22. Delay is how far off the reward seems to be. This is often hard to manipulate directly, but sometimes you can set yourself up to perceive Delay differently, thus scoring a big motivation win. • Break Goals Down. Granularize big goals until the next achievement is right in front of you. Subgoals and sub-subgoals defeat Delay. This is what Beeminder does automatically: you get a target for each day. • Plan Fallaciously. This isn’t so much a technique as a phenomenon, and its effects on motivation aren’t backed up by any research, either—just my experience with my startup and marathon training. The planning fallacy automatically gives you more courage to start by underestimating the time and effort required to achieve many unknown, hard goals. I think this is a good thing, as long as your goals are input-based and not output-based.
{ 9 comments… }
Hey thanks man, I been thinking about getting one of those things,I do something similar, but still use pen and paper. I worry about losing the skill of writing legibly
Thanks for your post. I like what you’re doing…because I am now caught up with a massive workload of very promising projects but not enough time to do them all. I’ve been thinking about dropping a couple and being vigilantly focussed, but maybe now with your thoughts, I just need to streamline and remotivate myself. Interesting… Im getting the book….the good thing about you is you keep pulling yourself up when you stagger or fall. That’s my issue….I wish I had someone I could constantly tap to tap me….a kindred spirit. Anyway….i dribbled on a bit, so will end here. Take care.

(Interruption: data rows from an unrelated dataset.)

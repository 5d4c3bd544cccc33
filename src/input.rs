//! Message acquisition for the command line tools: hex text corpora (PEST grammar) and
//! pcap/pcapng captures (one message per UDP payload).
//!
//! Nothing in the segmentation core depends on this module.

use crate::message::Message;
use byteorder::{BigEndian, ByteOrder};
use pcap_parser::pcapng::Block as PcapNgBlock;
use pcap_parser::traits::{PcapNGPacketBlock, PcapReaderIterator};
use pcap_parser::{Linktype, PcapBlockOwned, PcapError};
use pest::Parser;
use pest_derive::Parser as PestParser;
use std::collections::HashSet;
use std::io::{Cursor, Read};
use std::path::Path;

#[derive(PestParser)]
#[grammar = "hex_corpus.pest"]
struct HexCorpusParser;

#[derive(Debug, thiserror::Error)]
pub enum InputError {
    #[error("IO: {0}")]
    Io(#[from] std::io::Error),
    #[error("Syntax: {0}")]
    Syntax(String),
    #[error("line {line}: odd number of hex digits in `{run}`")]
    OddNibbles { line: usize, run: String },
    #[error("line {line}: duplicate message id {id}")]
    DuplicateId { line: usize, id: usize },
    #[error("Capture: {0}")]
    Capture(String),
}

/// Parse a hex text corpus. Messages without an explicit id are numbered by their position
/// among the messages of the corpus.
pub fn parse_hex_corpus(source: &str) -> Result<Vec<Message>, InputError> {
    let pairs = HexCorpusParser::parse(Rule::corpus, source).map_err(|e| InputError::Syntax(e.to_string()))?;
    let corpus = pairs.into_iter().next().ok_or_else(|| InputError::Syntax("empty parse".to_string()))?;

    let mut messages = Vec::new();
    let mut seen = HashSet::new();
    for line in corpus.into_inner().filter(|p| p.as_rule() == Rule::line) {
        let Some(message) = line.into_inner().next() else {
            continue;
        };
        let line_no = message.as_span().start_pos().line_col().0;
        let mut id = messages.len();
        let mut bytes = Vec::new();
        for part in message.into_inner() {
            match part.as_rule() {
                Rule::id => {
                    id = part
                        .as_str()
                        .parse()
                        .map_err(|_| InputError::Syntax(format!("line {}: id out of range", line_no)))?;
                }
                Rule::hex_run => bytes.extend(decode_hex_run(part.as_str(), line_no)?),
                _ => {}
            }
        }
        if !seen.insert(id) {
            return Err(InputError::DuplicateId { line: line_no, id });
        }
        messages.push(Message::new(id, bytes));
    }
    Ok(messages)
}

fn decode_hex_run(run: &str, line: usize) -> Result<Vec<u8>, InputError> {
    let digits = run
        .strip_prefix("0x")
        .or_else(|| run.strip_prefix("0X"))
        .unwrap_or(run)
        .as_bytes();
    if digits.len() % 2 != 0 {
        return Err(InputError::OddNibbles {
            line,
            run: run.to_string(),
        });
    }
    Ok(digits
        .chunks(2)
        .map(|pair| (nibble(pair[0]) << 4) | nibble(pair[1]))
        .collect())
}

// the grammar only lets hex digits through
fn nibble(c: u8) -> u8 {
    match c {
        b'0'..=b'9' => c - b'0',
        b'a'..=b'f' => c - b'a' + 10,
        b'A'..=b'F' => c - b'A' + 10,
        _ => 0,
    }
}

/// True if `data` starts with a pcap or pcapng magic number.
pub fn is_capture(data: &[u8]) -> bool {
    matches!(
        data.get(..4),
        Some([0x0a, 0x0d, 0x0d, 0x0a])
            | Some([0xd4, 0xc3, 0xb2, 0xa1])
            | Some([0xa1, 0xb2, 0xc3, 0xd4])
            | Some([0x4d, 0x3c, 0xb2, 0xa1])
            | Some([0xa1, 0xb2, 0x3c, 0x4d])
    )
}

/// Load a corpus from disk, auto-detecting captures by their magic number.
pub fn load_corpus(path: &Path) -> Result<Vec<Message>, InputError> {
    let data = std::fs::read(path)?;
    if is_capture(&data) {
        return read_capture(&data);
    }
    let text = String::from_utf8(data).map_err(|e| InputError::Syntax(format!("not UTF-8: {}", e)))?;
    parse_hex_corpus(&text)
}

/// Every non-empty UDP payload of a pcap or pcapng capture, numbered in capture order.
pub fn read_capture(data: &[u8]) -> Result<Vec<Message>, InputError> {
    let mut payloads = Vec::new();
    if data.starts_with(&[0x0a, 0x0d, 0x0d, 0x0a]) {
        read_pcapng(Cursor::new(data), &mut payloads)?;
    } else {
        read_legacy_pcap(Cursor::new(data), &mut payloads)?;
    }
    tracing::debug!(messages = payloads.len(), "read capture");
    Ok(payloads
        .into_iter()
        .enumerate()
        .map(|(id, bytes)| Message::new(id, bytes))
        .collect())
}

fn push_payload(out: &mut Vec<Vec<u8>>, linktype: Linktype, frame: &[u8]) {
    match udp_payload_from_linktype(linktype, frame) {
        Some(payload) if !payload.is_empty() => out.push(payload.to_vec()),
        _ => tracing::trace!(linktype = linktype.0, len = frame.len(), "skipped frame without UDP payload"),
    }
}

fn read_legacy_pcap<R: Read>(reader: R, out: &mut Vec<Vec<u8>>) -> Result<(), InputError> {
    let mut reader = pcap_parser::pcap::LegacyPcapReader::new(1 << 16, reader)
        .map_err(|e| InputError::Capture(format!("pcap header: {:?}", e)))?;
    let mut linktype = Linktype(1);
    loop {
        match reader.next() {
            Ok((offset, block)) => {
                match block {
                    PcapBlockOwned::LegacyHeader(h) => linktype = h.network,
                    PcapBlockOwned::Legacy(b) => push_payload(out, linktype, b.data),
                    PcapBlockOwned::NG(_) => {}
                }
                reader.consume(offset);
            }
            Err(PcapError::Eof) => break,
            Err(PcapError::Incomplete(_)) => {
                reader
                    .refill()
                    .map_err(|e| InputError::Capture(format!("pcap refill: {:?}", e)))?;
            }
            Err(e) => return Err(InputError::Capture(format!("pcap read: {:?}", e))),
        }
    }
    Ok(())
}

fn read_pcapng<R: Read>(reader: R, out: &mut Vec<Vec<u8>>) -> Result<(), InputError> {
    let mut reader = pcap_parser::pcapng::PcapNGReader::new(1 << 16, reader)
        .map_err(|e| InputError::Capture(format!("pcapng header: {:?}", e)))?;
    let mut if_linktypes: Vec<Linktype> = Vec::new();
    loop {
        match reader.next() {
            Ok((offset, block)) => {
                if let PcapBlockOwned::NG(b) = block {
                    match &b {
                        PcapNgBlock::InterfaceDescription(idb) => if_linktypes.push(idb.linktype),
                        PcapNgBlock::EnhancedPacket(epb) => {
                            let lt = if_linktypes.get(epb.if_id as usize).copied().unwrap_or(Linktype(1));
                            push_payload(out, lt, epb.packet_data());
                        }
                        PcapNgBlock::SimplePacket(spb) => {
                            let lt = if_linktypes.first().copied().unwrap_or(Linktype(1));
                            push_payload(out, lt, spb.packet_data());
                        }
                        _ => {}
                    }
                }
                reader.consume(offset);
            }
            Err(PcapError::Eof) => break,
            Err(PcapError::Incomplete(_)) => {
                reader
                    .refill()
                    .map_err(|e| InputError::Capture(format!("pcapng refill: {:?}", e)))?;
            }
            Err(e) => return Err(InputError::Capture(format!("pcapng read: {:?}", e))),
        }
    }
    Ok(())
}

/// UDP payload of a captured frame, honouring the IPv4 and UDP length fields so that
/// Ethernet padding of short frames is not included.
pub fn udp_payload_from_linktype(linktype: Linktype, frame: &[u8]) -> Option<&[u8]> {
    let l3 = match linktype.0 {
        1 => ethernet_l3(frame)?,     // DLT_EN10MB
        101 => frame,                 // DLT_RAW
        113 => linux_sll_l3(frame)?,  // DLT_LINUX_SLL
        _ => return None,
    };
    ipv4_udp_payload(l3)
}

fn read_u16_be(bytes: &[u8], at: usize) -> Option<u16> {
    bytes.get(at..at + 2).map(BigEndian::read_u16)
}

fn ethernet_l3(frame: &[u8]) -> Option<&[u8]> {
    let mut off = 12usize;
    let mut ethertype = read_u16_be(frame, off)?;
    off += 2;
    // 802.1Q / 802.1ad tags
    while ethertype == 0x8100 || ethertype == 0x88a8 {
        ethertype = read_u16_be(frame, off + 2)?;
        off += 4;
    }
    (ethertype == 0x0800).then(|| &frame[off..])
}

fn linux_sll_l3(frame: &[u8]) -> Option<&[u8]> {
    (read_u16_be(frame, 14)? == 0x0800).then(|| &frame[16..])
}

fn ipv4_udp_payload(l3: &[u8]) -> Option<&[u8]> {
    let ver_ihl = *l3.first()?;
    if ver_ihl >> 4 != 4 {
        return None;
    }
    let ihl = (ver_ihl & 0x0f) as usize * 4;
    if ihl < 20 || l3.len() < ihl {
        return None;
    }
    let total_len = read_u16_be(l3, 2)? as usize;
    if total_len < ihl {
        return None;
    }
    let l3 = if total_len <= l3.len() { &l3[..total_len] } else { l3 };
    if l3.len() < ihl + 8 || l3[9] != 17 {
        return None;
    }
    let udp = &l3[ihl..];
    let udp_len = read_u16_be(udp, 4)? as usize;
    if udp_len < 8 || udp.len() < udp_len {
        return None;
    }
    Some(&udp[8..udp_len])
}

Great notes, Maneesh! For those interested, Nick Winter also guest-posted about his book on the Beeminder blog: http://blog.beeminder.com/nick/
I love how small my world is sometimes, and how many of my friends cross over and meet each other 😀
Thanks for Maneesh. What Kindle do you use?
I have been against buying one, but someone informed me about its note taking ability. Now you’re the second so I want to research the product.
Thanks for sharing Maneesh….I’m an idiot.
Maneesh, are these excerpts from the book or notes you typed? Isn’t the latter the key to concept retention & memory solidification?
Thanks for sharing this Maneesh. I will definitely get this book. You are a highly motivated buddy that helps rub your motivation off on us!
Note: there’s a typo on item #1 that makes it hard to understand.